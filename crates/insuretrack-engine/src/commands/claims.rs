//! Claim commands: listing, viewing, submission with documents, and review

use std::path::PathBuf;
use std::time::Instant;

use insuretrack_core::errors::{ExError, ExErrorKind, TrackerError};
use insuretrack_core::model::{Claim, ClaimInput, ClaimUpdate, NewNotification, PolicyStatus};
use insuretrack_core::rules::{validate_claim_input, validate_claim_update};
use insuretrack_core::{log_op_end, log_op_error, log_op_start, Action, Actor};
use insuretrack_store::errors::{from_rusqlite, Result};
use insuretrack_store::repo::{ClaimFilter, ClaimRepo, NotificationRepo, Page};
use rusqlite::Connection;

use super::context::{elapsed_ms, now, Services};
use super::policies::load_policy;

/// A file attached to a claim submission
#[derive(Debug, Clone, PartialEq)]
pub struct Upload {
    pub filename: String,
    pub bytes: Vec<u8>,
}

/// A claim with its decoded document list
#[derive(Debug, Clone, PartialEq)]
pub struct ClaimDetail {
    pub claim: Claim,
    pub documents: Vec<String>,
}

/// Paginated claim listing, newest first, narrowed to the actor's scope
///
/// # Errors
/// Persistence errors only.
pub fn list_claims(
    actor: &Actor,
    filter: &ClaimFilter,
    page: u32,
    conn: &Connection,
) -> Result<Page<Claim>> {
    log_op_start!("list_claims", actor_id = actor.user_id, page = page);
    let start = Instant::now();

    let scoped = ClaimFilter {
        owner: actor.scope().owner().or(filter.owner),
        ..filter.clone()
    };
    let result = ClaimRepo::list(conn, &scoped, page).map_err(|e| {
        log_op_error!("list_claims", e.clone(), duration_ms = elapsed_ms(start));
        e
    })?;

    log_op_end!("list_claims", duration_ms = elapsed_ms(start), total = result.total);
    Ok(result)
}

/// # Errors
/// `NotFound` for an unknown id, `Forbidden` if the actor may not see it.
pub fn view_claim(
    actor: &Actor,
    claim_id: i64,
    conn: &Connection,
    services: &Services,
) -> Result<ClaimDetail> {
    log_op_start!("view_claim", actor_id = actor.user_id, claim_id = claim_id);
    let start = Instant::now();

    let detail = load_claim(conn, claim_id)
        .and_then(|claim| {
            services.authorize(actor, &Action::ViewClaim(&claim))?;
            let documents = claim.document_list();
            Ok(ClaimDetail { claim, documents })
        })
        .map_err(|e| {
            log_op_error!("view_claim", e.clone(), duration_ms = elapsed_ms(start));
            e
        })?;

    log_op_end!("view_claim", duration_ms = elapsed_ms(start));
    Ok(detail)
}

/// File a pending claim against one of the actor's active policies
///
/// Uploads with an empty filename are skipped. The claim and its
/// "New Claim Submitted" notification are written in one transaction.
///
/// # Errors
/// - `InvalidInput` for a bad field, an inactive policy or a rejected upload
/// - `NotFound` for an unknown policy
/// - `Forbidden` when the actor does not own the policy
/// - `AlreadyExists` for a taken claim number
pub fn submit_claim(
    actor: &Actor,
    input: &ClaimInput,
    uploads: &[Upload],
    conn: &mut Connection,
    services: &Services,
) -> Result<Claim> {
    log_op_start!(
        "submit_claim",
        actor_id = actor.user_id,
        policy_id = input.policy_id,
        uploads = uploads.len()
    );
    let start = Instant::now();

    let claim = submit_claim_impl(actor, input, uploads, conn, services).map_err(|e| {
        log_op_error!("submit_claim", e.clone(), duration_ms = elapsed_ms(start));
        e
    })?;

    log_op_end!("submit_claim", duration_ms = elapsed_ms(start), claim_id = claim.id);
    Ok(claim)
}

fn submit_claim_impl(
    actor: &Actor,
    input: &ClaimInput,
    uploads: &[Upload],
    conn: &mut Connection,
    services: &Services,
) -> Result<Claim> {
    let now = now();
    let today = now.date();

    validate_claim_input(input, today)?;

    let policy = load_policy(conn, input.policy_id)?;
    services.authorize(actor, &Action::SubmitClaim(&policy))?;
    if policy.user_id != actor.user_id {
        return Err(TrackerError::ClaimPolicyOwnerMismatch {
            policy_id: policy.id,
            user_id: actor.user_id,
        }
        .into());
    }
    if policy.status != PolicyStatus::Active {
        return Err(TrackerError::PolicyNotActive {
            policy_id: policy.id,
        }
        .into());
    }
    if ClaimRepo::number_exists(conn, &input.claim_number)? {
        return Err(TrackerError::DuplicateClaimNumber {
            claim_number: input.claim_number.clone(),
        }
        .into());
    }

    let mut stored = Vec::new();
    for upload in uploads.iter().filter(|u| !u.filename.is_empty()) {
        stored.push(services.documents.save(&upload.filename, &upload.bytes, now)?);
    }

    let tx = conn.transaction().map_err(from_rusqlite)?;
    let claim = ClaimRepo::insert(
        &tx,
        actor.user_id,
        input,
        Claim::encode_documents(&stored),
        today,
        now,
    )?;
    NotificationRepo::insert(&tx, &NewNotification::claim_submitted(&claim), now)?;
    tx.commit().map_err(from_rusqlite)?;

    services.backup_after_write("submit_claim", conn);
    Ok(claim)
}

/// Set a claim's status and remarks
///
/// The owner is notified only when the status actually changes. Empty
/// remarks clear the field.
///
/// # Errors
/// `NotFound`, `Forbidden` for plain users, `InvalidInput` for blank remarks.
pub fn update_claim_status(
    actor: &Actor,
    claim_id: i64,
    update: &ClaimUpdate,
    conn: &mut Connection,
    services: &Services,
) -> Result<Claim> {
    log_op_start!(
        "update_claim_status",
        actor_id = actor.user_id,
        claim_id = claim_id,
        status = update.status.as_str()
    );
    let start = Instant::now();

    let claim = update_claim_status_impl(actor, claim_id, update, conn, services).map_err(|e| {
        log_op_error!("update_claim_status", e.clone(), duration_ms = elapsed_ms(start));
        e
    })?;

    log_op_end!("update_claim_status", duration_ms = elapsed_ms(start));
    Ok(claim)
}

fn update_claim_status_impl(
    actor: &Actor,
    claim_id: i64,
    update: &ClaimUpdate,
    conn: &mut Connection,
    services: &Services,
) -> Result<Claim> {
    let existing = load_claim(conn, claim_id)?;
    services.authorize(actor, &Action::UpdateClaimStatus(&existing))?;
    validate_claim_update(update)?;

    let now = now();
    let remarks = update.remarks.as_deref().filter(|r| !r.is_empty());

    let tx = conn.transaction().map_err(from_rusqlite)?;
    ClaimRepo::update_status(&tx, existing.id, update.status, remarks, now)?;
    if existing.status != update.status {
        NotificationRepo::insert(
            &tx,
            &NewNotification::claim_status_changed(&existing, update.status),
            now,
        )?;
    }
    tx.commit().map_err(from_rusqlite)?;

    let updated = load_claim(conn, existing.id)?;
    services.backup_after_write("update_claim_status", conn);
    Ok(updated)
}

/// Path of a document attached to a claim the actor may view
///
/// # Errors
/// `NotFound` when the claim does not list the file or the file is gone,
/// `Forbidden` when the actor may not view the claim.
pub fn document_path(
    actor: &Actor,
    claim_id: i64,
    filename: &str,
    conn: &Connection,
    services: &Services,
) -> Result<PathBuf> {
    let claim = load_claim(conn, claim_id)?;
    services.authorize(actor, &Action::ViewClaim(&claim))?;

    if !claim.document_list().iter().any(|name| name == filename) {
        return Err(ExError::new(ExErrorKind::NotFound)
            .with_op("document_path")
            .with_entity_id(filename)
            .with_message(format!(
                "claim {} has no document '{}'",
                claim.claim_number, filename
            )));
    }
    services.documents.path_for(filename)
}

fn load_claim(conn: &Connection, claim_id: i64) -> Result<Claim> {
    ClaimRepo::get(conn, claim_id)?.ok_or_else(|| TrackerError::ClaimNotFound { claim_id }.into())
}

** TASK DESCRIPTION **
Look through the entries and copy every line in which the string "updated" appears.

** SOLUTION **
    let updated = load_claim(conn, existing.id)?;
    Ok(updated)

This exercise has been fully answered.